Problem statement: Reproduce all lines of the listing below in which the word "DependencyConfig" occurs.

Records supplied:
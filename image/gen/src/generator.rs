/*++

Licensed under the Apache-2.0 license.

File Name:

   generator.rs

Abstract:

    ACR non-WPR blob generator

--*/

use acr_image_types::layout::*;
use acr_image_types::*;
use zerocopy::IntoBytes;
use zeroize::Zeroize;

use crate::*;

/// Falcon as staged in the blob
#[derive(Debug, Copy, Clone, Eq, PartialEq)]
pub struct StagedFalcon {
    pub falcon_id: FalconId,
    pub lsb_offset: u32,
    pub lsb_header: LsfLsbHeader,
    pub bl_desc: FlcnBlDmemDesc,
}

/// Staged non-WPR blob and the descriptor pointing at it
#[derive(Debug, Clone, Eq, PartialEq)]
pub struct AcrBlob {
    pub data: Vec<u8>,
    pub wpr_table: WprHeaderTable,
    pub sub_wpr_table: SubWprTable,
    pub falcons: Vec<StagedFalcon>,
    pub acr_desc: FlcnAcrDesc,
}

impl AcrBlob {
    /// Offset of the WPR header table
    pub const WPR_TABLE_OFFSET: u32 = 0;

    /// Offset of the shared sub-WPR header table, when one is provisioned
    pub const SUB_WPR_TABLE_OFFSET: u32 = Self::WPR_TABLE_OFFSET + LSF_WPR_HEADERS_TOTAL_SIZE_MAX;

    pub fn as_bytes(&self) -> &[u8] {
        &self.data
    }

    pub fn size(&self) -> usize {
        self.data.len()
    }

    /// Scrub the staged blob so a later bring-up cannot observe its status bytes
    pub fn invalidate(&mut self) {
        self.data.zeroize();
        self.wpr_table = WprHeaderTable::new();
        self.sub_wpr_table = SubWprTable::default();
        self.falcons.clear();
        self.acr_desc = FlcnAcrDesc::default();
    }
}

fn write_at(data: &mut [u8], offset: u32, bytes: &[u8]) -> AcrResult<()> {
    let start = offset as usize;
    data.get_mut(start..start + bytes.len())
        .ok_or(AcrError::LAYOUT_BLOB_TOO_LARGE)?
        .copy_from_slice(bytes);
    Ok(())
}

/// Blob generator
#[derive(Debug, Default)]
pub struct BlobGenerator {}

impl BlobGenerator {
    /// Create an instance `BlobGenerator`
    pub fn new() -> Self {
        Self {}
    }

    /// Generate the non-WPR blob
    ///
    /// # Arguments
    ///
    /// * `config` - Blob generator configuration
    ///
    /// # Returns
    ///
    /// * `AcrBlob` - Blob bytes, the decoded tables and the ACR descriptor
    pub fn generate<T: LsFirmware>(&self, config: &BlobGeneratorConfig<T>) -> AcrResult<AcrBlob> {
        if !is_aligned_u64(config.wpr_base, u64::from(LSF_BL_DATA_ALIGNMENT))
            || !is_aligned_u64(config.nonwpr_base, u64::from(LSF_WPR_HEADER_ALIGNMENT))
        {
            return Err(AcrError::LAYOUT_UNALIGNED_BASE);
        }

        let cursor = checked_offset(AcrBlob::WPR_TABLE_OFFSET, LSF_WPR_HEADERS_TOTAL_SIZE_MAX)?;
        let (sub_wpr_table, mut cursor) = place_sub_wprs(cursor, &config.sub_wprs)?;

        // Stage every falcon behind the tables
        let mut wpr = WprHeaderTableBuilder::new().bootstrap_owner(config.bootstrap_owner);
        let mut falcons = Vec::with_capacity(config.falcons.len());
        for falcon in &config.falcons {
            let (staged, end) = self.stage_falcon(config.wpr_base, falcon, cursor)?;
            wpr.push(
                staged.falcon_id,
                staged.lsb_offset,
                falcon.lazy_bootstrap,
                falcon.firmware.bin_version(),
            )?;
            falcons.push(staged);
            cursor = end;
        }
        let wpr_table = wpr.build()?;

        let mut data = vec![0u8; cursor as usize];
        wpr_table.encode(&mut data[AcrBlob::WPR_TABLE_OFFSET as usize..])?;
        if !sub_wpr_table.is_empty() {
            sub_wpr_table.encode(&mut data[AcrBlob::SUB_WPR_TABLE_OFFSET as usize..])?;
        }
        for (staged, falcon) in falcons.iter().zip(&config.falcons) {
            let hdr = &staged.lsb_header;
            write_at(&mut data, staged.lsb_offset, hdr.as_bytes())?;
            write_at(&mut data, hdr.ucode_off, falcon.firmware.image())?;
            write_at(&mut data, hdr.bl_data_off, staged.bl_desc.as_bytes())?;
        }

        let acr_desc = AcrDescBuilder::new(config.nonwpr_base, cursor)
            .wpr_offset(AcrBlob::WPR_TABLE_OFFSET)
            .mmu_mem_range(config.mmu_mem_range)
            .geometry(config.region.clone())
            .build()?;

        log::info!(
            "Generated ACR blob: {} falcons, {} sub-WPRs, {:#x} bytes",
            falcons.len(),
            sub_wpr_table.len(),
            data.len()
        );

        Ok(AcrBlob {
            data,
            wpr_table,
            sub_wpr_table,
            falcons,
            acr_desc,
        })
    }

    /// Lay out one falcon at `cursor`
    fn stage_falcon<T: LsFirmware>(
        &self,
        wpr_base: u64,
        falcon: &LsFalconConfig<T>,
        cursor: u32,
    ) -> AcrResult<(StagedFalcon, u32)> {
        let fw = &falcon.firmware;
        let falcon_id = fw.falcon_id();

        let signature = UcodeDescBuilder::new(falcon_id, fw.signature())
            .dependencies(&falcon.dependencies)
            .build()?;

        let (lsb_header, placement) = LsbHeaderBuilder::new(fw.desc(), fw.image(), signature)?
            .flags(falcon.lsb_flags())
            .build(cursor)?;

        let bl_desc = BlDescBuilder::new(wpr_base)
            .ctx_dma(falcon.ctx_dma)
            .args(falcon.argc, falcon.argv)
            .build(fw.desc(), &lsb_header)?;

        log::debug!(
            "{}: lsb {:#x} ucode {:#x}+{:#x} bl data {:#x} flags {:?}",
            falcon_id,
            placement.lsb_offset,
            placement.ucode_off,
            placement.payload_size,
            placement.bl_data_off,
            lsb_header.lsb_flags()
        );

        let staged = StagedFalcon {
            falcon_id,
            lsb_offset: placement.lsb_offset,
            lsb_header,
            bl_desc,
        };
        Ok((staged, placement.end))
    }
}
==
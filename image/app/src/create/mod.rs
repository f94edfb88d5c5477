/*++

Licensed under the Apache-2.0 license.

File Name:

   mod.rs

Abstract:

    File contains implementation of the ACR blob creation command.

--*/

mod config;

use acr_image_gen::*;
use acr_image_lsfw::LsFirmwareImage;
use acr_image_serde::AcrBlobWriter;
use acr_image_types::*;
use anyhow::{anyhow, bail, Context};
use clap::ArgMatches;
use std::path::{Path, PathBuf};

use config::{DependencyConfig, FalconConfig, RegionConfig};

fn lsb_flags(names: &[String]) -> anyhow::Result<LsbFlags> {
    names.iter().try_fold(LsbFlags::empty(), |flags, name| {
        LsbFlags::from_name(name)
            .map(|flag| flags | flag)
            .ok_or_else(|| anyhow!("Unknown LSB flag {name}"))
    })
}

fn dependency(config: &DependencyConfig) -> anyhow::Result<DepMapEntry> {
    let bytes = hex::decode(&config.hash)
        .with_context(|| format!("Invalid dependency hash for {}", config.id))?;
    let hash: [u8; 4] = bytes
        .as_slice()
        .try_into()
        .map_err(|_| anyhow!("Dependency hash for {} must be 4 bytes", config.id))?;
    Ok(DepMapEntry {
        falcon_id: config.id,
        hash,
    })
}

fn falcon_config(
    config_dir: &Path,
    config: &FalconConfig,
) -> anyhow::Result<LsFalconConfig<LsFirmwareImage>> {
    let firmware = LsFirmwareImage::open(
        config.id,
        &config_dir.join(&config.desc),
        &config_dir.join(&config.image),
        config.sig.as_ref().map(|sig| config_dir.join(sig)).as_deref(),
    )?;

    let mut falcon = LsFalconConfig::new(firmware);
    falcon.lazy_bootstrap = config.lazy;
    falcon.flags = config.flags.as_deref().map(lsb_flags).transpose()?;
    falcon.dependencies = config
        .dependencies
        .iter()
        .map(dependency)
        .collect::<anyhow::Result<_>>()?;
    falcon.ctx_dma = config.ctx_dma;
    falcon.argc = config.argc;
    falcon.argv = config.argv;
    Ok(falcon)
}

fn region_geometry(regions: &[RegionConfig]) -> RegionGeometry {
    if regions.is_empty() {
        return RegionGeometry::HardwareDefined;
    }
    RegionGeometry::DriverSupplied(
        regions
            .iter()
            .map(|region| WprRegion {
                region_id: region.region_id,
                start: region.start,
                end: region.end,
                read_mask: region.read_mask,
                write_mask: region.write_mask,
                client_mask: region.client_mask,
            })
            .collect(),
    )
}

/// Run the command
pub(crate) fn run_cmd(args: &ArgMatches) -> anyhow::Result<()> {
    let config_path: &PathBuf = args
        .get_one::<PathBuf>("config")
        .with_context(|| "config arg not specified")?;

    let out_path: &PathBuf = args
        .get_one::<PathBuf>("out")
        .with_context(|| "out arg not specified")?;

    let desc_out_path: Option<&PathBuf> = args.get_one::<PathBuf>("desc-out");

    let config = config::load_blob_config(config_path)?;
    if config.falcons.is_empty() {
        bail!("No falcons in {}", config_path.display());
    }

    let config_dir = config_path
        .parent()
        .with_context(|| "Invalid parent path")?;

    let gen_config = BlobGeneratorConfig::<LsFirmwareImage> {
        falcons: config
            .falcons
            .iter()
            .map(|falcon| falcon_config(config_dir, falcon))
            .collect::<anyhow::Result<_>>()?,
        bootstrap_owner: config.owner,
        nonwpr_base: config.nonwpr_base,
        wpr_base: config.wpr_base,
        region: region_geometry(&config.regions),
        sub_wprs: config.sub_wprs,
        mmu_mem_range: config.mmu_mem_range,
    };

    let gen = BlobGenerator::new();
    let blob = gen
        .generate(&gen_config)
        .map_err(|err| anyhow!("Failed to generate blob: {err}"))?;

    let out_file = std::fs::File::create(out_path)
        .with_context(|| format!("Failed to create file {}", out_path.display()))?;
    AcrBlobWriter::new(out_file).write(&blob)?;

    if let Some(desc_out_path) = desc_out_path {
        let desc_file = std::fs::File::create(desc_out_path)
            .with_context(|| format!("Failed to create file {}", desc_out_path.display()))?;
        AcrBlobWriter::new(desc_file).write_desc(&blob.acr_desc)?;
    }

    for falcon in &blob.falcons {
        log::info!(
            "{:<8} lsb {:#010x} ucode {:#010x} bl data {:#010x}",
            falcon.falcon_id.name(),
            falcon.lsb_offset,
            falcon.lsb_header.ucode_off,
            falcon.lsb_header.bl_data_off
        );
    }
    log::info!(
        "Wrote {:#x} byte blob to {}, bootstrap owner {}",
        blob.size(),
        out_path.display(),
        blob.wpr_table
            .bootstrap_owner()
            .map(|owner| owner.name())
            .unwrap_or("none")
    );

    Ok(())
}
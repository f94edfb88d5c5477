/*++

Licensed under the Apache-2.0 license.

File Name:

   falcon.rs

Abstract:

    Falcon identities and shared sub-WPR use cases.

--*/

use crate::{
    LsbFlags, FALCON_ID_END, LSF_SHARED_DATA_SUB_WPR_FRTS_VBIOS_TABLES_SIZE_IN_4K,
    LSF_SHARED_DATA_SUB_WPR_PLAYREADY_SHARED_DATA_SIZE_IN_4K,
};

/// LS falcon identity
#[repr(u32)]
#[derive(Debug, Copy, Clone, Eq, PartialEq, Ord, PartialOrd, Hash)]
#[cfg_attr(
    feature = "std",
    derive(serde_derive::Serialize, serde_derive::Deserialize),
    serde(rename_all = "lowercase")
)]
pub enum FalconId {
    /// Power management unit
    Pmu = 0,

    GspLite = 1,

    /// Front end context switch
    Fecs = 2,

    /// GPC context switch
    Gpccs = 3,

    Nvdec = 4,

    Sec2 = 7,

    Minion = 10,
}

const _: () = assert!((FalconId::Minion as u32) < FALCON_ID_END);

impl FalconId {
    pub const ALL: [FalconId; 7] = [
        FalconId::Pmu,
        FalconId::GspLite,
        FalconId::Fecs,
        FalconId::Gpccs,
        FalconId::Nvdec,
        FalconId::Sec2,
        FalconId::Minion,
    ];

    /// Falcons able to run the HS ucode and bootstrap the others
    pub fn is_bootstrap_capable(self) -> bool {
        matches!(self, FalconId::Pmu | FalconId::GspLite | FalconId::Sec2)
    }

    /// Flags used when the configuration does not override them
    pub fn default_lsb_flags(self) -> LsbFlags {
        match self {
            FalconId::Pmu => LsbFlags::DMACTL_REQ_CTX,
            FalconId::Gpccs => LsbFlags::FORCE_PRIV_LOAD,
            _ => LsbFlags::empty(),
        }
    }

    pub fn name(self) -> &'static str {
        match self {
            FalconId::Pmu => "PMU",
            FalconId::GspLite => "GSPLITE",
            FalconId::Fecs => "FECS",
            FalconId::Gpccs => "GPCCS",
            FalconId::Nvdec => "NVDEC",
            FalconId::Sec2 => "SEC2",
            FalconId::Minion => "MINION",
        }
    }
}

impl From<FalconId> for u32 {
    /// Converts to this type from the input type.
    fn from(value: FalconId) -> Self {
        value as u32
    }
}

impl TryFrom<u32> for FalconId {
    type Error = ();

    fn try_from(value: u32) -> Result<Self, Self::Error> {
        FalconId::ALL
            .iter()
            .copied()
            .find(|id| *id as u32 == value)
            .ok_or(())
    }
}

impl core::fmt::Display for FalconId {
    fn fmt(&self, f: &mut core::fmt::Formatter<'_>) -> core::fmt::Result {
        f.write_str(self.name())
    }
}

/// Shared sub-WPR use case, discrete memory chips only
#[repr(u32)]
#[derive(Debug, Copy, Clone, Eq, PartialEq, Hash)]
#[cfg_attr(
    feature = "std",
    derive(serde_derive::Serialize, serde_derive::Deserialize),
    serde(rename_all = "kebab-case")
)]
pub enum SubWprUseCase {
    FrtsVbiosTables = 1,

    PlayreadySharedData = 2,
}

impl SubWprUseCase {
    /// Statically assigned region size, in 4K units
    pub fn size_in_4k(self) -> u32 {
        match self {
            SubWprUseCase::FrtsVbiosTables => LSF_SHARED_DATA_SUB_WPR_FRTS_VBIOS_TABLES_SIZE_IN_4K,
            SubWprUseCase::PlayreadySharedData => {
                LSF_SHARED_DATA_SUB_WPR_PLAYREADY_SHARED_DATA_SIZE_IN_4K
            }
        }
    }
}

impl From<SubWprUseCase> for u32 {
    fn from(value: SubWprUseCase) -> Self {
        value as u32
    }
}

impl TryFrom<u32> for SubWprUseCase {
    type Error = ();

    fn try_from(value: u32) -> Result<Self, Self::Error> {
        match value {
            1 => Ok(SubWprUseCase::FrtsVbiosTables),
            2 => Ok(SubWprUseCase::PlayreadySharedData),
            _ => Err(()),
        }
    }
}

Answer box:
use config::{DependencyConfig, FalconConfig, RegionConfig};
fn dependency(config: &DependencyConfig) -> anyhow::Result<DepMapEntry> {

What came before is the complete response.